Theodosia Hawkins-Magill (5 September 1743 in Brighton – 2 March 1817 in Brighton), later Countess of Clanwilliam, was a great heiress and landowner in County Down, Ireland.

Early life and family
She was the daughter and heir of Robert Hawkins-Magill (d. 10 April 1745), of Gill Hall, Dromore, County Down, by his second wife, Anne Bligh, daughter of John Bligh, 1st Earl of Darnley and Theodosia Bligh, 10th Baroness Clifton. She may have been called "Titty" by her family, as this was a pet name used for Theodosia's aunt, Lady Theodosia Bligh, who married William, 2nd Lord Brandon, in 1745.

When young, she was painted by both Reynolds and Gainsborough.

On 29 August 1765 she married John Meade (21 April 1744 – 19 October 1800, St. Stephen's Green, Dublin), son and heir of Sir Richard Meade, 3rd Baronet, of Ballintober, Co. Cork, by Catherine, daughter of Henry Prittie, of Kilboy, Co. Tipperary. Sir John Meade, 4th Baronet, was created Baron Gillford, of the manor of Gillford, Co.
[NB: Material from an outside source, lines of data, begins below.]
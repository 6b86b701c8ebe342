//! Worker pool configuration.
//!
//! Configuration comes from code (`Default` + `with_*` builders), from
//! `TASK_FORGE_*` environment variables, or from a YAML file. Durations in
//! files are milliseconds.

use std::path::{Path, PathBuf};
use std::time::Duration;

use serde::{Deserialize, Serialize};

use crate::error::ConfigError;

use super::worker::HostCapabilities;

/// Serde adapter storing a `Duration` as integer milliseconds.
pub mod duration_ms {
    use std::time::Duration;

    use serde::{Deserialize, Deserializer, Serializer};

    pub fn serialize<S: Serializer>(value: &Duration, serializer: S) -> Result<S::Ok, S::Error> {
        serializer.serialize_u64(value.as_millis() as u64)
    }

    pub fn deserialize<'de, D: Deserializer<'de>>(deserializer: D) -> Result<Duration, D::Error> {
        let millis = u64::deserialize(deserializer)?;
        Ok(Duration::from_millis(millis))
    }
}

/// Program and arguments used to start a worker process.
#[derive(Debug, Clone, PartialEq, Eq, Serialize, Deserialize)]
pub struct WorkerCommand {
    pub program: PathBuf,
    #[serde(default)]
    pub args: Vec<String>,
}

impl WorkerCommand {
    /// Creates a command.
    pub fn new(program: impl Into<PathBuf>) -> Self {
        Self {
            program: program.into(),
            args: Vec::new(),
        }
    }

    /// Appends an argument.
    pub fn arg(mut self, arg: impl Into<String>) -> Self {
        self.args.push(arg.into());
        self
    }

    /// The running executable in worker mode.
    pub fn current_exe() -> std::io::Result<Self> {
        Ok(Self::new(std::env::current_exe()?).arg("worker"))
    }
}

/// Initial strategy and manager settings.
#[derive(Debug, Clone, PartialEq, Serialize, Deserialize)]
#[serde(default, rename_all = "camelCase")]
pub struct StrategySettings {
    /// Strategy activated at start, or `composite`.
    pub name: String,
    /// Options passed to the strategy factory.
    pub options: serde_json::Value,
    pub enable_dynamic_switching: bool,
    #[serde(with = "duration_ms")]
    pub evaluation_window: Duration,
    pub switching_threshold: f64,
}

impl Default for StrategySettings {
    fn default() -> Self {
        Self {
            name: "round-robin".to_string(),
            options: serde_json::Value::Null,
            enable_dynamic_switching: false,
            evaluation_window: Duration::from_secs(5 * 60),
            switching_threshold: 0.7,
        }
    }
}

/// Configuration for the worker pool.
#[derive(Debug, Clone, PartialEq, Serialize, Deserialize)]
#[serde(default, rename_all = "camelCase")]
pub struct PoolConfig {
    /// Workers kept alive at all times.
    pub min_workers: usize,
    /// Upper bound on live workers.
    pub max_workers: usize,
    /// Idle time after which workers above the minimum are stopped.
    #[serde(with = "duration_ms")]
    pub worker_idle_timeout: Duration,
    /// Completed tasks after which a worker is replaced.
    pub worker_recycle_after: u64,
    #[serde(with = "duration_ms")]
    pub health_check_interval: Duration,
    /// Timeout for tasks that do not set their own.
    #[serde(with = "duration_ms")]
    pub task_timeout: Duration,
    /// Time allowed for the readiness handshake.
    #[serde(with = "duration_ms")]
    pub ready_timeout: Duration,
    /// Time a worker gets to exit after `shutdown` before it is killed.
    #[serde(with = "duration_ms")]
    pub shutdown_grace: Duration,
    /// Interval of strategy housekeeping.
    #[serde(with = "duration_ms")]
    pub maintenance_interval: Duration,
    /// Interval of worker self-reports.
    #[serde(with = "duration_ms")]
    pub metrics_interval: Duration,
    /// Memory budget reported by workers, in megabytes.
    pub worker_memory_limit_mb: Option<u64>,
    /// Worker process command. Defaults to this executable in worker mode.
    pub worker_command: Option<WorkerCommand>,
    /// Host capabilities; detected when absent.
    pub capabilities: Option<HostCapabilities>,
    /// Capacity of the event broadcast buffer.
    pub event_capacity: usize,
    pub strategy: StrategySettings,
}

impl Default for PoolConfig {
    fn default() -> Self {
        Self {
            min_workers: 1,
            max_workers: 4,
            worker_idle_timeout: Duration::from_secs(60),
            worker_recycle_after: 100,
            health_check_interval: Duration::from_secs(30),
            task_timeout: Duration::from_secs(10 * 60),
            ready_timeout: Duration::from_secs(30),
            shutdown_grace: Duration::from_secs(10),
            maintenance_interval: Duration::from_secs(5 * 60),
            metrics_interval: Duration::from_secs(5),
            worker_memory_limit_mb: None,
            worker_command: None,
            capabilities: None,
            event_capacity: 1024,
            strategy: StrategySettings::default(),
        }
    }
}

impl PoolConfig {
    /// Creates a configuration with default values.
    pub fn new() -> Self {
        Self::default()
    }

    /// Loads configuration from environment variables.
    ///
    /// Recognised variables:
    /// - `TASK_FORGE_MIN_WORKERS`, `TASK_FORGE_MAX_WORKERS`
    /// - `TASK_FORGE_WORKER_IDLE_TIMEOUT_MS`, `TASK_FORGE_WORKER_RECYCLE_AFTER`
    /// - `TASK_FORGE_HEALTH_CHECK_INTERVAL_MS`, `TASK_FORGE_TASK_TIMEOUT_MS`
    /// - `TASK_FORGE_READY_TIMEOUT_MS`, `TASK_FORGE_SHUTDOWN_GRACE_MS`
    /// - `TASK_FORGE_METRICS_INTERVAL_MS`, `TASK_FORGE_WORKER_MEMORY_LIMIT_MB`
    /// - `TASK_FORGE_STRATEGY`, `TASK_FORGE_STRATEGY_OPTIONS` (JSON)
    /// - `TASK_FORGE_DYNAMIC_SWITCHING`
    ///
    /// # Errors
    ///
    /// Returns `ConfigError::InvalidValue` if a variable cannot be parsed,
    /// or `ConfigError::ValidationFailed` if the result is inconsistent.
    pub fn from_env() -> Result<Self, ConfigError> {
        let mut config = Self::default();

        if let Ok(val) = std::env::var("TASK_FORGE_MIN_WORKERS") {
            config.min_workers = parse_env_value(&val, "TASK_FORGE_MIN_WORKERS")?;
        }
        if let Ok(val) = std::env::var("TASK_FORGE_MAX_WORKERS") {
            config.max_workers = parse_env_value(&val, "TASK_FORGE_MAX_WORKERS")?;
        }
        if let Ok(val) = std::env::var("TASK_FORGE_WORKER_IDLE_TIMEOUT_MS") {
            config.worker_idle_timeout = parse_env_millis(&val, "TASK_FORGE_WORKER_IDLE_TIMEOUT_MS")?;
        }
        if let Ok(val) = std::env::var("TASK_FORGE_WORKER_RECYCLE_AFTER") {
            config.worker_recycle_after = parse_env_value(&val, "TASK_FORGE_WORKER_RECYCLE_AFTER")?;
        }
        if let Ok(val) = std::env::var("TASK_FORGE_HEALTH_CHECK_INTERVAL_MS") {
            config.health_check_interval =
                parse_env_millis(&val, "TASK_FORGE_HEALTH_CHECK_INTERVAL_MS")?;
        }
        if let Ok(val) = std::env::var("TASK_FORGE_TASK_TIMEOUT_MS") {
            config.task_timeout = parse_env_millis(&val, "TASK_FORGE_TASK_TIMEOUT_MS")?;
        }
        if let Ok(val) = std::env::var("TASK_FORGE_READY_TIMEOUT_MS") {
            config.ready_timeout = parse_env_millis(&val, "TASK_FORGE_READY_TIMEOUT_MS")?;
        }
        if let Ok(val) = std::env::var("TASK_FORGE_SHUTDOWN_GRACE_MS") {
            config.shutdown_grace = parse_env_millis(&val, "TASK_FORGE_SHUTDOWN_GRACE_MS")?;
        }
        if let Ok(val) = std::env::var("TASK_FORGE_METRICS_INTERVAL_MS") {
            config.metrics_interval = parse_env_millis(&val, "TASK_FORGE_METRICS_INTERVAL_MS")?;
        }
        if let Ok(val) = std::env::var("TASK_FORGE_WORKER_MEMORY_LIMIT_MB") {
            config.worker_memory_limit_mb =
                Some(parse_env_value(&val, "TASK_FORGE_WORKER_MEMORY_LIMIT_MB")?);
        }
        if let Ok(val) = std::env::var("TASK_FORGE_STRATEGY") {
            config.strategy.name = val;
        }
        if let Ok(val) = std::env::var("TASK_FORGE_STRATEGY_OPTIONS") {
            config.strategy.options =
                serde_json::from_str(&val).map_err(|e| ConfigError::InvalidValue {
                    key: "TASK_FORGE_STRATEGY_OPTIONS".to_string(),
                    message: e.to_string(),
                })?;
        }
        if let Ok(val) = std::env::var("TASK_FORGE_DYNAMIC_SWITCHING") {
            config.strategy.enable_dynamic_switching =
                parse_env_bool(&val, "TASK_FORGE_DYNAMIC_SWITCHING")?;
        }

        config.validate()?;
        Ok(config)
    }

    /// Loads configuration from a YAML file. Missing keys take defaults.
    pub fn from_yaml_file(path: impl AsRef<Path>) -> Result<Self, ConfigError> {
        let content = std::fs::read_to_string(path.as_ref())?;
        Self::from_yaml_str(&content)
    }

    /// Parses configuration from YAML text.
    pub fn from_yaml_str(content: &str) -> Result<Self, ConfigError> {
        let config: Self = serde_yaml::from_str(content)?;
        config.validate()?;
        Ok(config)
    }

    /// Validates the configuration values.
    ///
    /// # Errors
    ///
    /// Returns `ConfigError::ValidationFailed` if any values are invalid.
    pub fn validate(&self) -> Result<(), ConfigError> {
        if self.max_workers == 0 {
            return Err(ConfigError::ValidationFailed(
                "max_workers must be greater than 0".to_string(),
            ));
        }

        if self.min_workers > self.max_workers {
            return Err(ConfigError::ValidationFailed(format!(
                "min_workers ({}) cannot exceed max_workers ({})",
                self.min_workers, self.max_workers
            )));
        }

        if self.worker_recycle_after == 0 {
            return Err(ConfigError::ValidationFailed(
                "worker_recycle_after must be greater than 0".to_string(),
            ));
        }

        for (name, value) in [
            ("health_check_interval", self.health_check_interval),
            ("task_timeout", self.task_timeout),
            ("ready_timeout", self.ready_timeout),
            ("maintenance_interval", self.maintenance_interval),
            ("metrics_interval", self.metrics_interval),
        ] {
            if value.is_zero() {
                return Err(ConfigError::ValidationFailed(format!(
                    "{} must be greater than 0",
                    name
                )));
            }
        }

        if self.strategy.name.is_empty() {
            return Err(ConfigError::ValidationFailed(
                "strategy name cannot be empty".to_string(),
            ));
        }

        if !(0.0..=1.0).contains(&self.strategy.switching_threshold) {
            return Err(ConfigError::ValidationFailed(
                "switching_threshold must be between 0.0 and 1.0".to_string(),
            ));
        }

        if self.strategy.evaluation_window.is_zero() {
            return Err(ConfigError::ValidationFailed(
                "evaluation_window must be greater than 0".to_string(),
            ));
        }

        if self.event_capacity == 0 {
            return Err(ConfigError::ValidationFailed(
                "event_capacity must be greater than 0".to_string(),
            ));
        }

        Ok(())
    }

    /// Builder method to set the minimum number of workers.
    pub fn with_min_workers(mut self, min: usize) -> Self {
        self.min_workers = min;
        self
    }

    /// Builder method to set the maximum number of workers.
    pub fn with_max_workers(mut self, max: usize) -> Self {
        self.max_workers = max;
        self
    }

    /// Builder method to set the idle timeout.
    pub fn with_worker_idle_timeout(mut self, timeout: Duration) -> Self {
        self.worker_idle_timeout = timeout;
        self
    }

    /// Builder method to set the recycle threshold.
    pub fn with_worker_recycle_after(mut self, tasks: u64) -> Self {
        self.worker_recycle_after = tasks;
        self
    }

    /// Builder method to set the health check interval.
    pub fn with_health_check_interval(mut self, interval: Duration) -> Self {
        self.health_check_interval = interval;
        self
    }

    /// Builder method to set the default task timeout.
    pub fn with_task_timeout(mut self, timeout: Duration) -> Self {
        self.task_timeout = timeout;
        self
    }

    /// Builder method to set the readiness handshake timeout.
    pub fn with_ready_timeout(mut self, timeout: Duration) -> Self {
        self.ready_timeout = timeout;
        self
    }

    /// Builder method to set the shutdown grace period.
    pub fn with_shutdown_grace(mut self, grace: Duration) -> Self {
        self.shutdown_grace = grace;
        self
    }

    /// Builder method to set the strategy maintenance interval.
    pub fn with_maintenance_interval(mut self, interval: Duration) -> Self {
        self.maintenance_interval = interval;
        self
    }

    /// Builder method to set the worker metrics interval.
    pub fn with_metrics_interval(mut self, interval: Duration) -> Self {
        self.metrics_interval = interval;
        self
    }

    /// Builder method to set the worker memory budget.
    pub fn with_worker_memory_limit_mb(mut self, limit: u64) -> Self {
        self.worker_memory_limit_mb = Some(limit);
        self
    }

    /// Builder method to set the worker command.
    pub fn with_worker_command(mut self, command: WorkerCommand) -> Self {
        self.worker_command = Some(command);
        self
    }

    /// Builder method to set host capabilities.
    pub fn with_capabilities(mut self, capabilities: HostCapabilities) -> Self {
        self.capabilities = Some(capabilities);
        self
    }

    /// Builder method to set the initial strategy.
    pub fn with_strategy(mut self, name: impl Into<String>, options: serde_json::Value) -> Self {
        self.strategy.name = name.into();
        self.strategy.options = options;
        self
    }

    /// Builder method to enable performance-based strategy switching.
    pub fn with_dynamic_switching(mut self, enabled: bool) -> Self {
        self.strategy.enable_dynamic_switching = enabled;
        self
    }
}

/// Parse an environment variable value into a type.
fn parse_env_value<T: std::str::FromStr>(value: &str, key: &str) -> Result<T, ConfigError> {
    value.parse().map_err(|_| ConfigError::InvalidValue {
        key: key.to_string(),
        message: format!("could not parse '{}'", value),
    })
}

/// Parse an environment variable holding milliseconds.
fn parse_env_millis(value: &str, key: &str) -> Result<Duration, ConfigError> {
    parse_env_value::<u64>(value, key).map(Duration::from_millis)
}

/// Parse an environment variable as a boolean.
fn parse_env_bool(value: &str, key: &str) -> Result<bool, ConfigError> {
    match value.to_lowercase().as_str() {
        "true" | "1" | "yes" | "on" => Ok(true),
        "false" | "0" | "no" | "off" => Ok(false),
        _ => Err(ConfigError::InvalidValue {
            key: key.to_string(),
            message: format!("expected boolean value, got '{}'", value),
        }),
    }
}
Down, and Viscount Clanwilliam, of Co. Tipperary, on 17 November 1766, and Earl of Clanwilliam on 20 July 1776; all in the peerage of Ireland. Previously he had been MP for Banagher, 1764–66. Between them (hers being the far greater share) their estates in 1799 were said to be worth £14,000 per annum, which made them approximately the eleventh largest landowners in Ireland.

Properties
She lived at Gill Hall and at Burrenwood, a cottage ornée put up near Castlewellan on some land halfway between her mother's house at Castle Ward (her mother had married (in December 1747) Bernard Ward after the early death of her first husband, Robert Hawkins-Magill (d. 1745); Mrs Pendarves wrote of Bernard Ward and the former Lady Anne Hawkins-Magill: 'He wants taste and Lady Anne is so whimsical that I doubt her judgement'), the Greenore Ferry, Rathfriland, and her ancestral seat at Gill Hall.

Burrenwood

Burrenwood stands between the forest parks of Tollymore and Castlewellan, beside the Mourne mountains and just inland from Dundrum bay at Newcastle. Burrenwood is comparable with the Swiss cottage at Cahir (Tipperary); Derrymore, Bessbrook, Co. Armagh (National Trust, of Northern Ireland); and the Petit hameau de la Reine at Versailles.

Gill Hall, near Dromore

Meanwhile, Gill Hall had become one of the most haunted houses in Ireland and was home to the "Beresford ghost story".

This took place on 14 October 1693 when John Power, 2nd Earl of Tyrone (1665–1693) told his friend, Nichola Sophia (1665/6–1712/13), the sister-in-law of Sir John Magill (d. 1700), youngest daughter of Hugh, 1st Lord Hamilton of Glenawly, wife to Sir Tristram Beresford, 3rd Baronet (1669–1701), and mother of Sir Marcus Beresford, 4th Baronet and 1st Viscount Tyrone, of his own death that day thus showing, as arranged, that there was life on the other side.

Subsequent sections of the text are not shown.